A cohort including 28,965 postmenopausal women found that a larger waist circumference was connected to higher breast cancer risk, especially the risk was elevated 13% when the waist circumference increased by 10 cm [36]. We also observed interactive effects between rs2298850, rs3755967 genotypes, and waist circumference on breast cancer risk. These findings suggested that rs2298850 and rs3755967 could modify the susceptibility of breast cancer induced by waist circumference. Gene environment interactions could partly interpret discrepancies in the association between GC gene polymorphisms and breast cancer across different studies. These genetic variants may be worth reevaluating further in other larger studies.

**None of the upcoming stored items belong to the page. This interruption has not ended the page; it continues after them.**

use std::time::Duration;

use futures::future::BoxFuture;
use futures::stream::StreamExt;
use reqwest::Client;

use flowrun_core::error::{FlowError, Result};
use flowrun_core::traits::HttpTransport;
use flowrun_core::types::{HttpRequest, HttpResponse};

/// reqwest-backed transport.
#[derive(Clone)]
pub struct ReqwestTransport {
    http: Client,
}

impl ReqwestTransport {
    pub fn new() -> Self {
        Self {
            http: Client::new(),
        }
    }

    /// Transport that gives up when connecting, or waiting on the next read,
    /// takes longer than `timeout`. Streamed bodies may run past it.
    pub fn with_timeout(timeout: Duration) -> Result<Self> {
        let http = Client::builder()
            .connect_timeout(timeout)
            .read_timeout(timeout)
            .build()
            .map_err(|e| FlowError::Config(format!("failed to build HTTP client: {}", e)))?;
        Ok(Self { http })
    }
}

impl Default for ReqwestTransport {
    fn default() -> Self {
        Self::new()
    }
}

impl HttpTransport for ReqwestTransport {
    fn post(&self, request: HttpRequest) -> BoxFuture<'_, Result<HttpResponse>> {
        Box::pin(async move {
            let response = self
                .http
                .post(&request.url)
                .header("Authorization", format!("Bearer {}", request.bearer_token))
                .json(&request.body)
                .send()
                .await
                .map_err(|e| FlowError::Transport(e.to_string()))?;

            let status = response.status().as_u16();
            let body = response
                .bytes_stream()
                .map(|chunk| chunk.map_err(|e| FlowError::Transport(e.to_string())))
                .boxed();

            Ok(HttpResponse { status, body })
        })
    }
}

#[cfg(test)]
mod tests {
    use super::*;
    use tokio::io::{AsyncReadExt, AsyncWriteExt};
    use tokio::net::TcpListener;

    /// Serve one chunked response, one `data:` line every `gap`.
    async fn drip_server(lines: usize, gap: Duration) -> String {
        let listener = TcpListener::bind("127.0.0.1:0").await.unwrap();
        let addr = listener.local_addr().unwrap();
        tokio::spawn(async move {
            let (mut socket, _) = listener.accept().await.unwrap();
            let mut request = Vec::new();
            let mut buf = [0u8; 1024];
            while !request.ends_with(b"}") {
                let n = socket.read(&mut buf).await.unwrap();
                if n == 0 {
                    return;
                }
                request.extend_from_slice(&buf[..n]);
            }

            socket
                .write_all(b"HTTP/1.1 200 OK\r\ncontent-type: text/event-stream\r\ntransfer-encoding: chunked\r\n\r\n")
                .await
                .unwrap();
            for i in 0..lines {
                tokio::time::sleep(gap).await;
                let line = format!("data: {}\n", i);
                let chunk = format!("{:x}\r\n{}\r\n", line.len(), line);
                socket.write_all(chunk.as_bytes()).await.unwrap();
            }
            socket.write_all(b"0\r\n\r\n").await.unwrap();
        });
        format!("http://{}/v1/chat/completions", addr)
    }

    #[tokio::test]
    async fn test_stream_outlives_timeout_while_bytes_arrive() {
        let url = drip_server(6, Duration::from_millis(60)).await;
        let transport = ReqwestTransport::with_timeout(Duration::from_millis(200)).unwrap();

        let response = transport
            .post(HttpRequest {
                url,
                bearer_token: "sk-test".into(),
                body: serde_json::json!({"model": "gpt-4o"}),
            })
            .await
            .unwrap();
        assert_eq!(response.status, 200);

        // the whole body takes longer than the timeout, no single gap does
        let chunks: Vec<_> = response.body.collect().await;
        let body: Vec<u8> = chunks
            .into_iter()
            .map(|c| c.unwrap())
            .flat_map(|b| b.to_vec())
            .collect();
        let text = String::from_utf8(body).unwrap();
        assert_eq!(text.lines().count(), 6);
        assert!(text.ends_with("data: 5\n"));
    }
}
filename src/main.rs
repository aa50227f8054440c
use std::io::{self, Write};
use std::path::{Path, PathBuf};

use anyhow::Context;
use clap::{Parser, Subcommand};
use tracing::{info, warn};
use tracing_subscriber::EnvFilter;

use flowrun_core::config::AppConfig;
use flowrun_core::flow::{ChainPolicy, Flow};
use flowrun_core::types::RunInput;
use flowrun_engine::{agent_spec, ExecutionPlan, FlowExecutor, ValidationReport};

#[derive(Parser)]
#[command(name = "flowrun", version, about = "Run agent flows against a chat-completions service")]
struct Cli {
    /// Path to config file
    #[arg(short, long, default_value = "flowrun.toml")]
    config: PathBuf,

    /// API key for the completion service; overrides the config file.
    /// Without one, agents answer with placeholder text.
    #[arg(long, env = "OPENAI_API_KEY", hide_env_values = true)]
    api_key: Option<String>,

    /// Chain policy (sequential, direct_fanout); overrides the config file
    #[arg(long)]
    policy: Option<ChainPolicy>,

    #[command(subcommand)]
    command: Commands,
}

#[derive(Subcommand)]
enum Commands {
    /// Check that a flow can be executed
    Validate {
        /// Flow JSON file
        flow: PathBuf,
    },
    /// Show the agent chains a run would execute
    Plan {
        /// Flow JSON file
        flow: PathBuf,
    },
    /// Run a flow and print the result as JSON
    Run {
        /// Flow JSON file
        flow: PathBuf,
        /// The prompt handed to the first agent of every chain
        #[arg(trailing_var_arg = true, required = true)]
        prompt: Vec<String>,
    },
    /// Stream agent output as it arrives
    Preview {
        /// Flow JSON file
        flow: PathBuf,
        /// Stream a single agent instead of every directly connected one
        #[arg(long)]
        agent: Option<String>,
        #[arg(trailing_var_arg = true, required = true)]
        prompt: Vec<String>,
    },
    /// Print a new flow holding only a Start node
    New {
        /// Flow name
        #[arg(default_value = "New Flow")]
        name: String,
    },
    /// Show current configuration
    Config,
}

#[tokio::main]
async fn main() -> anyhow::Result<()> {
    tracing_subscriber::fmt()
        .with_env_filter(
            EnvFilter::try_from_default_env().unwrap_or_else(|_| EnvFilter::new("flowrun=info,warn")),
        )
        .with_target(false)
        .with_writer(io::stderr)
        .init();

    let cli = Cli::parse();

    let mut config = AppConfig::load_or_default(&cli.config)?;
    if let Some(policy) = cli.policy {
        config.engine.policy = policy;
    }
    let policy = config.engine.policy;

    match cli.command {
        Commands::Validate { flow } => {
            let flow = load_flow(&flow)?;
            let report = ValidationReport::check(&flow, policy);
            println!("{}", serde_json::to_string_pretty(&report)?);
            if !report.valid {
                std::process::exit(1);
            }
        }
        Commands::Plan { flow } => {
            let flow = load_flow(&flow)?;
            flowrun_engine::validate(&flow, policy)?;
            let plan = ExecutionPlan::resolve(&flow, policy);
            println!("{}", serde_json::to_string_pretty(&plan)?);
        }
        Commands::Run { flow, prompt } => {
            let flow = load_flow(&flow)?;
            let executor = build_executor(&config, cli.api_key)?;
            let result = executor.run(&flow, &RunInput::new(prompt.join(" "))).await?;
            println!("{}", serde_json::to_string_pretty(&result)?);
        }
        Commands::Preview {
            flow,
            agent,
            prompt,
        } => {
            let flow = load_flow(&flow)?;
            let executor = build_executor(&config, cli.api_key)?;
            let input = RunInput::new(prompt.join(" "));

            match agent {
                Some(agent_id) => {
                    let spec = agent_spec(&flow, &agent_id)?;
                    let mut print_delta = |delta: &str| {
                        print!("{}", delta);
                        io::stdout().flush().ok();
                    };
                    let result = executor
                        .stream_agent(&agent_id, spec, &input, &mut print_delta)
                        .await;
                    println!();
                    if result.is_error() {
                        std::process::exit(1);
                    }
                }
                None => {
                    let print_delta = |agent_id: &str, delta: &str| {
                        println!("[{}] {}", agent_id, delta);
                    };
                    let result = executor.preview(&flow, &input, &print_delta).await?;
                    println!();
                    for (agent_id, outcome) in &result.agents {
                        println!("== {} ==\n{}\n", agent_id, outcome.output);
                    }
                }
            }
        }
        Commands::New { name } => {
            println!("{}", Flow::new_default(name).to_json_pretty()?);
        }
        Commands::Config => {
            println!("{}", toml::to_string_pretty(&config.redacted())?);
        }
    }

    Ok(())
}

fn load_flow(path: &Path) -> anyhow::Result<Flow> {
    let content = std::fs::read_to_string(path)
        .with_context(|| format!("failed to read flow file {}", path.display()))?;
    let flow = Flow::from_json(&content)
        .with_context(|| format!("failed to parse flow file {}", path.display()))?;
    info!(flow_id = %flow.id, name = %flow.name, nodes = flow.nodes.len(), "Loaded flow");
    Ok(flow)
}

/// Wire client and executor together. The credential comes from the CLI or
/// environment first, then the config file.
fn build_executor(config: &AppConfig, api_key: Option<String>) -> anyhow::Result<FlowExecutor> {
    let credential = api_key
        .filter(|k| !k.trim().is_empty())
        .or_else(|| config.llm.credential());
    if credential.is_none() {
        warn!("No API key configured, agents will return placeholder responses");
    }

    let client = flowrun_llm::create_client(&config.llm, credential)?;
    let executor = FlowExecutor::from_config(client, &config.engine);

    let cancel = executor.cancel_token();
    tokio::spawn(async move {
        tokio::signal::ctrl_c().await.ok();
        info!("Cancelling run...");
        cancel.cancel();
    });

    Ok(executor)
}
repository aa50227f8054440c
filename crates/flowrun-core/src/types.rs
use std::collections::BTreeMap;
use std::fmt;

use chrono::{DateTime, Utc};
use futures::stream::BoxStream;
use serde::{Deserialize, Serialize};
use uuid::Uuid;

use crate::error::FlowError;
use crate::flow::{AgentSpec, ReasoningEffort};

/// Unique run identifier, fresh per invocation.
#[derive(Debug, Clone, Hash, Eq, PartialEq, Serialize, Deserialize)]
#[serde(transparent)]
pub struct RunId(pub String);

impl RunId {
    pub fn new() -> Self {
        Self(Uuid::new_v4().to_string())
    }
}

impl Default for RunId {
    fn default() -> Self {
        Self::new()
    }
}

impl fmt::Display for RunId {
    fn fmt(&self, f: &mut fmt::Formatter<'_>) -> fmt::Result {
        write!(f, "{}", self.0)
    }
}

/// Sampling control requested by an agent.
#[derive(Debug, Clone, Copy, PartialEq)]
pub enum Sampling {
    Temperature(f64),
    Effort(ReasoningEffort),
}

/// Input record supplied with every run.
#[derive(Debug, Clone, Default, PartialEq, Serialize, Deserialize)]
pub struct RunInput {
    pub prompt: String,
}

impl RunInput {
    pub fn new(prompt: impl Into<String>) -> Self {
        Self {
            prompt: prompt.into(),
        }
    }
}

/// One call to the completion service.
#[derive(Debug, Clone, PartialEq)]
pub struct CompletionRequest {
    pub model: String,
    pub system_prompt: String,
    pub user_prompt: String,
    pub sampling: Sampling,
    pub max_tokens: u32,
}

impl CompletionRequest {
    /// Build the request an agent makes for a given user input.
    pub fn for_agent(agent: &AgentSpec, user_prompt: impl Into<String>) -> Self {
        Self {
            model: agent.model.clone(),
            system_prompt: agent.system_prompt.clone(),
            user_prompt: user_prompt.into(),
            sampling: agent.sampling(),
            max_tokens: agent.max_tokens,
        }
    }
}

/// Diagnostic payload attached to an agent result.
#[derive(Debug, Clone, Default, PartialEq, Serialize, Deserialize)]
#[serde(rename_all = "camelCase")]
pub struct RawPayload {
    #[serde(default, skip_serializing_if = "Option::is_none")]
    pub provider_response: Option<serde_json::Value>,
    #[serde(default, skip_serializing_if = "Option::is_none")]
    pub error: Option<String>,
}

/// Outcome of a single agent invocation.
#[derive(Debug, Clone, PartialEq, Serialize, Deserialize)]
pub struct AgentRunResult {
    pub output: String,
    #[serde(default, skip_serializing_if = "Option::is_none")]
    pub raw: Option<RawPayload>,
}

impl AgentRunResult {
    pub fn success(output: impl Into<String>) -> Self {
        let output = output.into();
        Self {
            raw: Some(RawPayload {
                provider_response: Some(serde_json::Value::String(output.clone())),
                error: None,
            }),
            output,
        }
    }

    /// Error-tagged result: output `Error: <message>`, message kept in `raw.error`.
    pub fn failure(error: &FlowError) -> Self {
        let message = error.to_string();
        Self {
            output: format!("Error: {}", message),
            raw: Some(RawPayload {
                provider_response: None,
                error: Some(message),
            }),
        }
    }

    pub fn is_error(&self) -> bool {
        self.error().is_some()
    }

    pub fn error(&self) -> Option<&str> {
        self.raw.as_ref().and_then(|r| r.error.as_deref())
    }
}

/// Per-chain report: which agents the chain names and the results of the
/// steps that actually ran, in order.
#[derive(Debug, Clone, PartialEq, Serialize, Deserialize)]
#[serde(rename_all = "camelCase")]
pub struct ChainRun {
    pub agent_ids: Vec<String>,
    pub steps: Vec<AgentRunResult>,
}

impl ChainRun {
    /// True when every agent in the chain ran and none failed.
    pub fn completed(&self) -> bool {
        self.steps.len() == self.agent_ids.len() && self.steps.iter().all(|s| !s.is_error())
    }
}

/// Aggregated result of one run, keyed by agent id.
#[derive(Debug, Clone, PartialEq, Serialize, Deserialize)]
#[serde(rename_all = "camelCase")]
pub struct FlowRunResult {
    pub run_id: RunId,
    pub started_at: DateTime<Utc>,
    pub agents: BTreeMap<String, AgentRunResult>,
    #[serde(default)]
    pub chains: Vec<ChainRun>,
}

/// Outgoing HTTP request for the completion service.
#[derive(Debug, Clone, PartialEq)]
pub struct HttpRequest {
    pub url: String,
    pub bearer_token: String,
    pub body: serde_json::Value,
}

/// Status plus a lazily-read body.
pub struct HttpResponse {
    pub status: u16,
    pub body: BoxStream<'static, std::result::Result<bytes::Bytes, FlowError>>,
}

impl HttpResponse {
    pub fn is_success(&self) -> bool {
        (200..300).contains(&self.status)
    }
}

impl fmt::Debug for HttpResponse {
    fn fmt(&self, f: &mut fmt::Formatter<'_>) -> fmt::Result {
        f.debug_struct("HttpResponse")
            .field("status", &self.status)
            .finish_non_exhaustive()
    }
}

/// Events published while a run executes.
#[derive(Debug, Clone)]
pub enum RunEvent {
    /// Run started with this many chains planned.
    RunStarted { run_id: RunId, chains: usize },
    /// An agent invocation was issued.
    AgentStarted { run_id: RunId, agent_id: String },
    /// Incremental text from a streaming agent.
    AgentDelta {
        run_id: RunId,
        agent_id: String,
        delta: String,
    },
    /// An agent produced its output.
    AgentCompleted { run_id: RunId, agent_id: String },
    /// An agent failed; the rest of its chain is abandoned.
    AgentFailed {
        run_id: RunId,
        agent_id: String,
        error: String,
    },
    /// All chains settled.
    RunCompleted {
        run_id: RunId,
        agents: usize,
        failed: usize,
    },
}
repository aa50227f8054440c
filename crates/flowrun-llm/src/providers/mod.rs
pub mod openai;

pub use openai::OpenAiClient;
use std::collections::VecDeque;
use std::sync::atomic::{AtomicUsize, Ordering};
use std::sync::{Arc, Mutex};

use futures::future::BoxFuture;
use futures::stream::{self, StreamExt};

use flowrun_core::error::Result;
use flowrun_core::traits::HttpTransport;
use flowrun_core::types::{HttpRequest, HttpResponse};

#[derive(Default)]
struct Inner {
    responses: Mutex<VecDeque<(u16, Vec<bytes::Bytes>)>>,
    requests: Mutex<Vec<HttpRequest>>,
    calls: AtomicUsize,
}

/// Transport that replays scripted responses and records every request.
///
/// Clones share state, so a test can keep one handle and give another to the
/// client under test. Unscripted calls get an empty 500.
#[derive(Clone, Default)]
pub struct StubTransport {
    inner: Arc<Inner>,
}

impl StubTransport {
    pub fn new() -> Self {
        Self::default()
    }

    /// Queue a response whose body arrives as the given chunks.
    pub fn respond(self, status: u16, chunks: Vec<&str>) -> Self {
        let chunks = chunks
            .into_iter()
            .map(|c| bytes::Bytes::from(c.to_string()))
            .collect();
        self.inner
            .responses
            .lock()
            .unwrap()
            .push_back((status, chunks));
        self
    }

    /// Number of requests received.
    pub fn calls(&self) -> usize {
        self.inner.calls.load(Ordering::SeqCst)
    }

    pub fn requests(&self) -> Vec<HttpRequest> {
        self.inner.requests.lock().unwrap().clone()
    }
}

impl HttpTransport for StubTransport {
    fn post(&self, request: HttpRequest) -> BoxFuture<'_, Result<HttpResponse>> {
        Box::pin(async move {
            self.inner.calls.fetch_add(1, Ordering::SeqCst);
            self.inner.requests.lock().unwrap().push(request);

            let (status, chunks) = self
                .inner
                .responses
                .lock()
                .unwrap()
                .pop_front()
                .unwrap_or((500, vec![]));

            Ok(HttpResponse {
                status,
                body: stream::iter(chunks.into_iter().map(Ok)).boxed(),
            })
        })
    }
}
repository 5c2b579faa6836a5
// ABOUTME: Command-line interface definition using clap derive macros.
// ABOUTME: Defines subcommands and the shared connection options.

use clap::{Args, Parser, Subcommand};
use std::path::PathBuf;

#[derive(Parser)]
#[command(name = "sshot")]
#[command(about = "Run one-shot commands and push files over SSH")]
#[command(version)]
pub struct Cli {
    /// Enable debug logging
    #[arg(short, long, global = true)]
    pub verbose: bool,

    /// Print only remote output and errors
    #[arg(short, long, global = true, conflicts_with = "json")]
    pub quiet: bool,

    /// Emit JSON lines instead of text
    #[arg(long, global = true)]
    pub json: bool,

    #[command(subcommand)]
    pub command: Commands,
}

#[derive(Subcommand)]
pub enum Commands {
    /// Run a command and print its output once it finishes
    Run {
        #[command(flatten)]
        connection: ConnectionArgs,

        /// Command to run on the remote host
        #[arg(required = true, trailing_var_arg = true, allow_hyphen_values = true)]
        command: Vec<String>,
    },

    /// Run a command, printing each output line as it arrives
    Stream {
        #[command(flatten)]
        connection: ConnectionArgs,

        /// Command to run on the remote host
        #[arg(required = true, trailing_var_arg = true, allow_hyphen_values = true)]
        command: Vec<String>,
    },

    /// Upload a single file
    Upload {
        #[command(flatten)]
        connection: ConnectionArgs,

        /// Local file to send
        source: PathBuf,

        /// Destination path on the remote host
        destination: String,
    },

    /// Show the connection parameters a target resolves to
    Resolve {
        #[command(flatten)]
        connection: ConnectionArgs,
    },
}

#[derive(Args, Debug, Clone)]
pub struct ConnectionArgs {
    /// Target in the form [user@]host; host may be an alias from ~/.ssh/config
    pub target: String,

    /// Port to connect to (overrides ~/.ssh/config)
    #[arg(short, long)]
    pub port: Option<u16>,

    /// Private key file (overrides ~/.ssh/config)
    #[arg(short, long)]
    pub identity: Option<PathBuf>,

    /// Read the password from this environment variable
    #[arg(long, value_name = "VAR")]
    pub password_env: Option<String>,

    /// Accept any host key without verification (insecure)
    #[arg(long, conflicts_with_all = ["fingerprint", "known_hosts", "trust_first_connection"])]
    pub insecure: bool,

    /// Accept only a host key with this SHA256 fingerprint
    #[arg(long, value_name = "SHA256:...", conflicts_with_all = ["known_hosts", "trust_first_connection"])]
    pub fingerprint: Option<String>,

    /// known_hosts file to verify against (default: ~/.ssh/known_hosts)
    #[arg(long, value_name = "PATH")]
    pub known_hosts: Option<PathBuf>,

    /// Accept and remember host keys not yet in known_hosts
    #[arg(long)]
    pub trust_first_connection: bool,
}
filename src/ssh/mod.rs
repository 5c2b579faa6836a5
// ABOUTME: SSH client module for one-shot remote commands and file uploads.
// ABOUTME: Resolves ~/.ssh/config targets, authenticates with fallback, streams output and pushes files.

mod client;
mod config;
mod error;
mod params;
mod stream;
mod target;
mod upload;

pub use client::{HostKeyPolicy, Session};
pub use config::{DEFAULT_PORT, HostStanza, ParseError, find_host, load_host};
pub use error::{Error, Result};
pub use params::ConnectionParameters;
pub use stream::{CommandStream, Completion, run_command, stream_command};
pub use target::{LocalIdentity, Target};
pub use upload::upload_file;
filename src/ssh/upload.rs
// ABOUTME: Single-file upload over the scp sink protocol.
// ABOUTME: Runs `scp -t` remotely and feeds it one header line, the file bytes and a terminating NUL.

use super::client::Session;
use super::error::{Error, Result};
use super::params::ConnectionParameters;
use russh::client::Msg;
use russh::{Channel, ChannelMsg};
use std::path::Path;
use tokio::io::{AsyncRead, AsyncReadExt, AsyncWrite, AsyncWriteExt};

/// Permission token sent in every file header.
const FILE_MODE: &str = "0644";

/// Header announcing one regular file: `C0644 <size> <name>\n`.
fn file_header(len: u64, target: &str) -> String {
    let name = Path::new(target)
        .file_name()
        .map(|n| n.to_string_lossy().into_owned())
        .unwrap_or_else(|| target.to_string());
    format!("C{} {} {}\n", FILE_MODE, len, name)
}

/// Write header, `len` bytes of `source`, and the terminating NUL.
///
/// `writer` is shut down even when the body fails, so the receiver sees EOF
/// instead of waiting for the bytes it was promised.
async fn write_file<W, R>(writer: &mut W, source: &mut R, len: u64, target: &str) -> std::io::Result<()>
where
    W: AsyncWrite + Unpin,
    R: AsyncRead + Unpin,
{
    let sent = write_body(writer, source, len, target).await;
    let closed = writer.shutdown().await;
    sent.and(closed)
}

async fn write_body<W, R>(writer: &mut W, source: &mut R, len: u64, target: &str) -> std::io::Result<()>
where
    W: AsyncWrite + Unpin,
    R: AsyncRead + Unpin,
{
    writer.write_all(file_header(len, target).as_bytes()).await?;

    if len > 0 {
        let copied = tokio::io::copy(&mut source.take(len), writer).await?;
        if copied != len {
            return Err(std::io::Error::new(
                std::io::ErrorKind::UnexpectedEof,
                format!("source ended after {copied} of {len} bytes"),
            ));
        }
    }

    writer.write_all(b"\0").await
}

/// Text the receiver printed, minus its NUL acknowledgements.
fn receiver_message(output: &[u8]) -> String {
    let text: Vec<u8> = output
        .iter()
        .copied()
        .filter(|&b| b != 0 && b != 1 && b != 2)
        .collect();
    String::from_utf8_lossy(&text).trim().to_string()
}

async fn send_file(channel: &mut Channel<Msg>, source: &Path, target: &str) -> Result<()> {
    let mut file = tokio::fs::File::open(source)
        .await
        .map_err(|e| Error::Transfer(format!("failed to open {}: {}", source.display(), e)))?;
    let len = file
        .metadata()
        .await
        .map_err(|e| Error::Transfer(format!("failed to stat {}: {}", source.display(), e)))?
        .len();

    channel
        .exec(true, format!("scp -t {}", target))
        .await
        .map_err(|e| Error::Transfer(format!("failed to start remote receiver: {}", e)))?;

    let mut writer = Box::pin(channel.make_writer());
    let header_target = target.to_string();
    let mut writer_task = tokio::spawn(async move {
        write_file(&mut writer, &mut file, len, &header_target).await
    });

    let send_failed = |e: std::io::Error| {
        Error::Transfer(format!("failed to send {}: {}", source.display(), e))
    };

    let mut output = Vec::new();
    let mut exit_status = None;
    let mut got_eof = false;
    let mut sent = false;

    loop {
        tokio::select! {
            joined = &mut writer_task, if !sent => {
                joined
                    .map_err(|e| Error::Transfer(format!("upload writer failed: {}", e)))?
                    .map_err(send_failed)?;
                sent = true;
            }
            msg = channel.wait() => match msg {
                Some(ChannelMsg::Data { data }) => output.extend_from_slice(&data),
                Some(ChannelMsg::ExtendedData { data, .. }) => output.extend_from_slice(&data),
                Some(ChannelMsg::ExitStatus { exit_status: status }) => {
                    exit_status = Some(status);
                    if got_eof {
                        break;
                    }
                }
                Some(ChannelMsg::Eof) => {
                    got_eof = true;
                    if exit_status.is_some() {
                        break;
                    }
                }
                Some(ChannelMsg::Failure) => {
                    writer_task.abort();
                    return Err(Error::Transfer("server refused to start scp".to_string()));
                }
                Some(ChannelMsg::Close) | None => break,
                Some(_) => {}
            }
        }
    }

    match exit_status {
        Some(0) => {}
        Some(status) => {
            writer_task.abort();
            return Err(Error::Transfer(format!(
                "remote scp exited with status {}: {}",
                status,
                receiver_message(&output)
            )));
        }
        None => {
            writer_task.abort();
            return Err(Error::Transfer(
                "channel closed before remote scp reported an exit status".to_string(),
            ));
        }
    }

    if !sent {
        writer_task
            .await
            .map_err(|e| Error::Transfer(format!("upload writer failed: {}", e)))?
            .map_err(send_failed)?;
    }
    Ok(())
}

impl Session {
    /// Upload `source` to `target` on the remote host.
    ///
    /// Consumes the session; it is closed whether or not the upload succeeds.
    pub async fn upload(self, source: impl AsRef<Path>, target: &str) -> Result<()> {
        let source = source.as_ref();
        tracing::debug!("uploading {} to {}:{}", source.display(), self.host(), target);

        let (mut channel, closer) = self.into_parts();
        let result = send_file(&mut channel, source, target).await;

        closer.close(&channel).await;
        result
    }
}

/// Connect and upload `source` to `target`.
pub async fn upload_file(
    params: &ConnectionParameters,
    source: impl AsRef<Path>,
    target: &str,
) -> Result<()> {
    Session::connect(params).await?.upload(source, target).await
}
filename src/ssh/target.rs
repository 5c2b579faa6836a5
// ABOUTME: Connection target parsing and local identity discovery.
// ABOUTME: Splits "user@host" strings and supplies the invoking account as fallback user.

use super::error::{Error, Result};
use std::path::{Path, PathBuf};

/// The local account running this process.
#[derive(Debug, Clone, PartialEq, Eq)]
pub struct LocalIdentity {
    /// Login name of the invoking user.
    pub username: String,
    /// Home directory, when one could be determined.
    pub home: Option<PathBuf>,
}

impl LocalIdentity {
    pub fn new(username: impl Into<String>, home: Option<PathBuf>) -> Self {
        Self {
            username: username.into(),
            home,
        }
    }

    /// Look up the invoking user's account name and home directory.
    pub fn current() -> Result<Self> {
        let username =
            whoami::fallible::username().map_err(|e| Error::IdentityLookup(e.to_string()))?;
        Ok(Self {
            username,
            home: dirs::home_dir(),
        })
    }

    /// Conventional per-user client config location (`~/.ssh/config`).
    pub fn ssh_config_path(&self) -> Option<PathBuf> {
        self.home.as_deref().map(|home| home.join(".ssh").join("config"))
    }

    pub fn home(&self) -> Option<&Path> {
        self.home.as_deref()
    }
}

/// A parsed `[user@]host` connection string.
#[derive(Debug, Clone, PartialEq, Eq)]
pub struct Target {
    pub user: String,
    pub host: String,
    /// Whether the user came from the target string rather than the local account.
    pub explicit_user: bool,
}

impl Target {
    /// Split `target` at its first `@`.
    ///
    /// Without an `@` the whole string is the host and the user is the
    /// local account name.
    pub fn parse(target: &str, identity: &LocalIdentity) -> Self {
        match target.split_once('@') {
            Some((user, host)) => Self {
                user: user.to_string(),
                host: host.to_string(),
                explicit_user: true,
            },
            None => Self {
                user: identity.username.clone(),
                host: target.to_string(),
                explicit_user: false,
            },
        }
    }
}

#[cfg(test)]
mod tests {
    use super::*;
    use proptest::prelude::*;

    fn identity() -> LocalIdentity {
        LocalIdentity::new("localuser", Some(PathBuf::from("/home/localuser")))
    }

    #[test]
    fn user_at_host_is_split() {
        let target = Target::parse("blub@bla", &identity());
        assert_eq!(target.user, "blub");
        assert_eq!(target.host, "bla");
        assert!(target.explicit_user);
    }

    #[test]
    fn bare_host_uses_local_account() {
        let target = Target::parse("blubber", &identity());
        assert_eq!(target.user, "localuser");
        assert_eq!(target.host, "blubber");
        assert!(!target.explicit_user);
    }

    #[test]
    fn only_first_at_separates_user() {
        let target = Target::parse("a@b@c", &identity());
        assert_eq!(target.user, "a");
        assert_eq!(target.host, "b@c");
    }

    #[test]
    fn config_path_is_under_home() {
        assert_eq!(
            identity().ssh_config_path(),
            Some(PathBuf::from("/home/localuser/.ssh/config"))
        );
        assert_eq!(LocalIdentity::new("x", None).ssh_config_path(), None);
    }

    #[test]
    fn current_identity_reads_home_from_environment() {
        let dir = tempfile::tempdir().unwrap();
        temp_env::with_var("HOME", Some(dir.path()), || {
            let identity = LocalIdentity::current().unwrap();
            assert!(!identity.username.is_empty());
            assert_eq!(identity.home.as_deref(), Some(dir.path()));
        });
    }

    proptest! {
        #[test]
        fn explicit_user_round_trips(user in "[a-z_][a-z0-9_.-]{0,15}", host in "[a-z0-9.-]{1,30}") {
            let target = Target::parse(&format!("{user}@{host}"), &identity());
            prop_assert_eq!(target.user, user);
            prop_assert_eq!(target.host, host);
        }

        #[test]
        fn bare_string_is_host(host in "[^@]{0,40}") {
            let target = Target::parse(&host, &identity());
            prop_assert_eq!(target.user, "localuser");
            prop_assert_eq!(target.host, host);
        }
    }
}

It should be noted that there were several limitations in this study. First, we did not achieve the data about serum 25(OH)D concentration from the study population, so we could not evaluate the influence of 25(OH)D concentration on risk of breast cancer among our study population. Second, only the GC gene was evaluated, and we could not exclude the fact that other genetic variants of vitamin D pathway genes might also have impacts on risk of breast cancer. Finally, this study was carried out among Chinese women. The associations between breast cancer susceptibility and GC genetic polymorphisms in other ethnic populations require further investigation.

5. Conclusions

In summary, our study identified some genetic variants of the GC gene associated with risk of breast cancer in Chinese women. Furthermore, we, for the first time, found that there were potential significant interactions between GC gene polymorphisms and waist circumference in susceptibility to breast cancer, thus supporting the insight that genetic variants in conjunction with environmental factors are able to influence individual's cancer risk.